What to do –
When you respond, write out each entry exactly as it stands.

Recorded data –
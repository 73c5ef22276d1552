use std::env;
use std::fs::{self, File};
use std::io::{self, Write};
use std::path::Path;
use toml::Value;

struct AppMetadata {
    file: std::fs::File,
}

impl AppMetadata {
    pub fn new() -> io::Result<Self> {
        let out_dir = env::var("OUT_DIR").map_err(|e| io::Error::new(io::ErrorKind::NotFound, e))?;
        let dest_path = Path::new(&out_dir).join("app_metadata.rs");
        let file = File::create(&dest_path)?;
        Ok(Self { file })
    }

    pub fn write(&mut self, key: &str, value: &str) -> io::Result<()> {
        write!(
            self.file,
            "#[allow(unused)]\npub const APP_METADATA_{}: &str = \"{}\";\n",
            &key.to_uppercase(),
            &value
        )
    }
}

fn main() -> io::Result<()> {
    println!("cargo:rerun-if-changed=Cargo.toml");

    let cargo_toml = fs::read_to_string("Cargo.toml").expect("Failed to read Cargo.toml");
    let cargo_toml: Value = toml::from_str(&cargo_toml).expect("Failed to parse Cargo.toml");

    let mut app_metadata = AppMetadata::new()?;
    app_metadata.write("NAME", &env::var("CARGO_PKG_NAME").unwrap_or_else(|_| "taskmaster".to_string()))?;
    app_metadata.write("VERSION", &env::var("CARGO_PKG_VERSION").unwrap_or_default())?;

    if let Some(metadata) = cargo_toml.get("package").and_then(|pkg| pkg.get("metadata")).and_then(|meta| meta.as_table()) {
        for (key, value) in metadata {
            if let Some(value) = value.as_str() {
                app_metadata.write(key, value)?;
            }
        }
    }

    Ok(())
}
//! The canonical task collection and its mutations.
//!
//! [`TaskStore`] is the only writer of the collection. Each mutation builds a
//! new [`Snapshot`] and publishes it on a `tokio::sync::watch` channel, so a
//! snapshot handed out earlier is never changed underneath its holder and
//! observers (the debounced sync) always see whole states.
//!
//! Mutations referring to an unknown id do nothing and publish nothing.

use super::task::{Clock, IdGenerator, SystemClock, Task, TaskCounts, TaskFilter, UuidIds};
use crate::db::tasks::TaskRepository;
use std::sync::Arc;
use tokio::sync::watch;

/// An immutable view of the collection at one point in time.
pub type Snapshot = Arc<Vec<Task>>;

pub struct TaskStore {
    tasks: Snapshot,
    ids: Box<dyn IdGenerator>,
    clock: Box<dyn Clock>,
    publisher: watch::Sender<Snapshot>,
}

impl TaskStore {
    /// A store over `tasks` with random ids and the system clock.
    pub fn new(tasks: Vec<Task>) -> Self {
        Self::with_capabilities(tasks, Box::new(UuidIds), Box::new(SystemClock))
    }

    pub fn with_capabilities(tasks: Vec<Task>, ids: Box<dyn IdGenerator>, clock: Box<dyn Clock>) -> Self {
        let tasks = Arc::new(tasks);
        let (publisher, _) = watch::channel(tasks.clone());
        TaskStore { tasks, ids, clock, publisher }
    }

    /// Starts from whatever the repository holds; a missing or corrupt
    /// record gives an empty store.
    pub fn load(repository: &TaskRepository) -> Self {
        Self::new(repository.load())
    }

    /// Appends a new active task and returns its id.
    pub fn add(&mut self, text: impl Into<String>) -> String {
        let mut id = self.ids.next_id();
        while self.position(&id).is_some() {
            tracing::warn!(%id, "id generator repeated an id, drawing another");
            id = self.ids.next_id();
        }

        let task = Task::new(id.clone(), text, self.clock.now());
        let mut next = Vec::with_capacity(self.tasks.len() + 1);
        next.extend(self.tasks.iter().cloned());
        next.push(task);
        self.publish(next);

        id
    }

    /// Flips the completion flag. Returns `false` if no task has `id`.
    pub fn toggle(&mut self, id: &str) -> bool {
        self.update(id, |task| task.completed = !task.completed)
    }

    /// Replaces the text. Returns `false` if no task has `id`.
    pub fn edit(&mut self, id: &str, new_text: impl Into<String>) -> bool {
        let new_text = new_text.into();
        self.update(id, move |task| task.text = new_text)
    }

    /// Removes the task. Returns `false` if no task has `id`.
    pub fn delete(&mut self, id: &str) -> bool {
        if self.position(id).is_none() {
            return false;
        }
        let next = self.tasks.iter().filter(|task| task.id != id).cloned().collect();
        self.publish(next);
        true
    }

    /// Removes every completed task and returns how many were removed.
    pub fn clear_completed(&mut self) -> usize {
        let removed = self.tasks.iter().filter(|task| task.completed).count();
        if removed == 0 {
            return 0;
        }
        let next = self.tasks.iter().filter(|task| task.is_active()).cloned().collect();
        self.publish(next);
        removed
    }

    /// Tasks matching `filter`, in collection order.
    pub fn filtered_view(&self, filter: TaskFilter) -> Vec<&Task> {
        self.tasks.iter().filter(|task| filter.matches(task)).collect()
    }

    pub fn counts(&self) -> TaskCounts {
        TaskCounts::of(&self.tasks)
    }

    /// The current snapshot.
    pub fn tasks(&self) -> Snapshot {
        self.tasks.clone()
    }

    pub fn get(&self, id: &str) -> Option<&Task> {
        self.tasks.iter().find(|task| task.id == id)
    }

    pub fn len(&self) -> usize {
        self.tasks.len()
    }

    pub fn is_empty(&self) -> bool {
        self.tasks.is_empty()
    }

    /// Resolves an exact id or a prefix shared by exactly one task.
    pub fn resolve(&self, id_or_prefix: &str) -> Option<&str> {
        if let Some(task) = self.get(id_or_prefix) {
            return Some(&task.id);
        }
        if id_or_prefix.is_empty() {
            return None;
        }
        let mut matches = self.tasks.iter().filter(|task| task.id.starts_with(id_or_prefix));
        match (matches.next(), matches.next()) {
            (Some(task), None) => Some(&task.id),
            _ => None,
        }
    }

    /// Receives every snapshot published after this call.
    pub fn subscribe(&self) -> watch::Receiver<Snapshot> {
        self.publisher.subscribe()
    }

    fn position(&self, id: &str) -> Option<usize> {
        self.tasks.iter().position(|task| task.id == id)
    }

    fn update(&mut self, id: &str, change: impl FnOnce(&mut Task)) -> bool {
        let Some(index) = self.position(id) else {
            return false;
        };
        let mut next = self.tasks.as_ref().clone();
        change(&mut next[index]);
        self.publish(next);
        true
    }

    fn publish(&mut self, next: Vec<Task>) {
        self.tasks = Arc::new(next);
        self.publisher.send_replace(self.tasks.clone());
        tracing::trace!(count = self.tasks.len(), "published task snapshot");
    }
}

Result for this exercise –
repository 73c5ef22276d1552
use std::env;
use std::fs::{self, File};
use std::io::{self, Write};
use std::path::Path;
use toml::Value;

struct AppMetadata {
    file: std::fs::File,
}

impl AppMetadata {
    pub fn new() -> io::Result<Self> {
        let out_dir = env::var("OUT_DIR").map_err(|e| io::Error::new(io::ErrorKind::NotFound, e))?;
        let dest_path = Path::new(&out_dir).join("app_metadata.rs");
        let file = File::create(&dest_path)?;
        Ok(Self { file })
    }

    pub fn write(&mut self, key: &str, value: &str) -> io::Result<()> {
        write!(
            self.file,
            "#[allow(unused)]\npub const APP_METADATA_{}: &str = \"{}\";\n",
            &key.to_uppercase(),
            &value
        )
    }
}

fn main() -> io::Result<()> {
    println!("cargo:rerun-if-changed=Cargo.toml");

    let cargo_toml = fs::read_to_string("Cargo.toml").expect("Failed to read Cargo.toml");
    let cargo_toml: Value = toml::from_str(&cargo_toml).expect("Failed to parse Cargo.toml");

    let mut app_metadata = AppMetadata::new()?;
    app_metadata.write("NAME", &env::var("CARGO_PKG_NAME").unwrap_or_else(|_| "taskmaster".to_string()))?;
    app_metadata.write("VERSION", &env::var("CARGO_PKG_VERSION").unwrap_or_default())?;

    if let Some(metadata) = cargo_toml.get("package").and_then(|pkg| pkg.get("metadata")).and_then(|meta| meta.as_table()) {
        for (key, value) in metadata {
            if let Some(value) = value.as_str() {
                app_metadata.write(key, value)?;
            }
        }
    }

    Ok(())
}
//! The canonical task collection and its mutations.
//!
//! [`TaskStore`] is the only writer of the collection. Each mutation builds a
//! new [`Snapshot`] and publishes it on a `tokio::sync::watch` channel, so a
//! snapshot handed out earlier is never changed underneath its holder and
//! observers (the debounced sync) always see whole states.
//!
//! Mutations referring to an unknown id do nothing and publish nothing.

use super::task::{Clock, IdGenerator, SystemClock, Task, TaskCounts, TaskFilter, UuidIds};
use crate::db::tasks::TaskRepository;
use std::sync::Arc;
use tokio::sync::watch;

/// An immutable view of the collection at one point in time.
pub type Snapshot = Arc<Vec<Task>>;

pub struct TaskStore {
    tasks: Snapshot,
    ids: Box<dyn IdGenerator>,
    clock: Box<dyn Clock>,
    publisher: watch::Sender<Snapshot>,
}

impl TaskStore {
    /// A store over `tasks` with random ids and the system clock.
    pub fn new(tasks: Vec<Task>) -> Self {
        Self::with_capabilities(tasks, Box::new(UuidIds), Box::new(SystemClock))
    }

    pub fn with_capabilities(tasks: Vec<Task>, ids: Box<dyn IdGenerator>, clock: Box<dyn Clock>) -> Self {
        let tasks = Arc::new(tasks);
        let (publisher, _) = watch::channel(tasks.clone());
        TaskStore { tasks, ids, clock, publisher }
    }

    /// Starts from whatever the repository holds; a missing or corrupt
    /// record gives an empty store.
    pub fn load(repository: &TaskRepository) -> Self {
        Self::new(repository.load())
    }

    /// Appends a new active task and returns its id.
    pub fn add(&mut self, text: impl Into<String>) -> String {
        let mut id = self.ids.next_id();
        while self.position(&id).is_some() {
            tracing::warn!(%id, "id generator repeated an id, drawing another");
            id = self.ids.next_id();
        }

        let task = Task::new(id.clone(), text, self.clock.now());
        let mut next = Vec::with_capacity(self.tasks.len() + 1);
        next.extend(self.tasks.iter().cloned());
        next.push(task);
        self.publish(next);

        id
    }

    /// Flips the completion flag. Returns `false` if no task has `id`.
    pub fn toggle(&mut self, id: &str) -> bool {
        self.update(id, |task| task.completed = !task.completed)
    }

    /// Replaces the text. Returns `false` if no task has `id`.
    pub fn edit(&mut self, id: &str, new_text: impl Into<String>) -> bool {
        let new_text = new_text.into();
        self.update(id, move |task| task.text = new_text)
    }

    /// Removes the task. Returns `false` if no task has `id`.
    pub fn delete(&mut self, id: &str) -> bool {
        if self.position(id).is_none() {
            return false;
        }
        let next = self.tasks.iter().filter(|task| task.id != id).cloned().collect();
        self.publish(next);
        true
    }

    /// Removes every completed task and returns how many were removed.
    pub fn clear_completed(&mut self) -> usize {
        let removed = self.tasks.iter().filter(|task| task.completed).count();
        if removed == 0 {
            return 0;
        }
        let next = self.tasks.iter().filter(|task| task.is_active()).cloned().collect();
        self.publish(next);
        removed
    }

    /// Tasks matching `filter`, in collection order.
    pub fn filtered_view(&self, filter: TaskFilter) -> Vec<&Task> {
        self.tasks.iter().filter(|task| filter.matches(task)).collect()
    }

    pub fn counts(&self) -> TaskCounts {
        TaskCounts::of(&self.tasks)
    }

    /// The current snapshot.
    pub fn tasks(&self) -> Snapshot {
        self.tasks.clone()
    }

    pub fn get(&self, id: &str) -> Option<&Task> {
        self.tasks.iter().find(|task| task.id == id)
    }

    pub fn len(&self) -> usize {
        self.tasks.len()
    }

    pub fn is_empty(&self) -> bool {
        self.tasks.is_empty()
    }

    /// Resolves an exact id or a prefix shared by exactly one task.
    pub fn resolve(&self, id_or_prefix: &str) -> Option<&str> {
        if let Some(task) = self.get(id_or_prefix) {
            return Some(&task.id);
        }
        if id_or_prefix.is_empty() {
            return None;
        }
        let mut matches = self.tasks.iter().filter(|task| task.id.starts_with(id_or_prefix));
        match (matches.next(), matches.next()) {
            (Some(task), None) => Some(&task.id),
            _ => None,
        }
    }

    /// Receives every snapshot published after this call.
    pub fn subscribe(&self) -> watch::Receiver<Snapshot> {
        self.publisher.subscribe()
    }

    fn position(&self, id: &str) -> Option<usize> {
        self.tasks.iter().position(|task| task.id == id)
    }

    fn update(&mut self, id: &str, change: impl FnOnce(&mut Task)) -> bool {
        let Some(index) = self.position(id) else {
            return false;
        };
        let mut next = self.tasks.as_ref().clone();
        change(&mut next[index]);
        self.publish(next);
        true
    }

    fn publish(&mut self, next: Vec<Task>) {
        self.tasks = Arc::new(next);
        self.publisher.send_replace(self.tasks.clone());
        tracing::trace!(count = self.tasks.len(), "published task snapshot");
    }
}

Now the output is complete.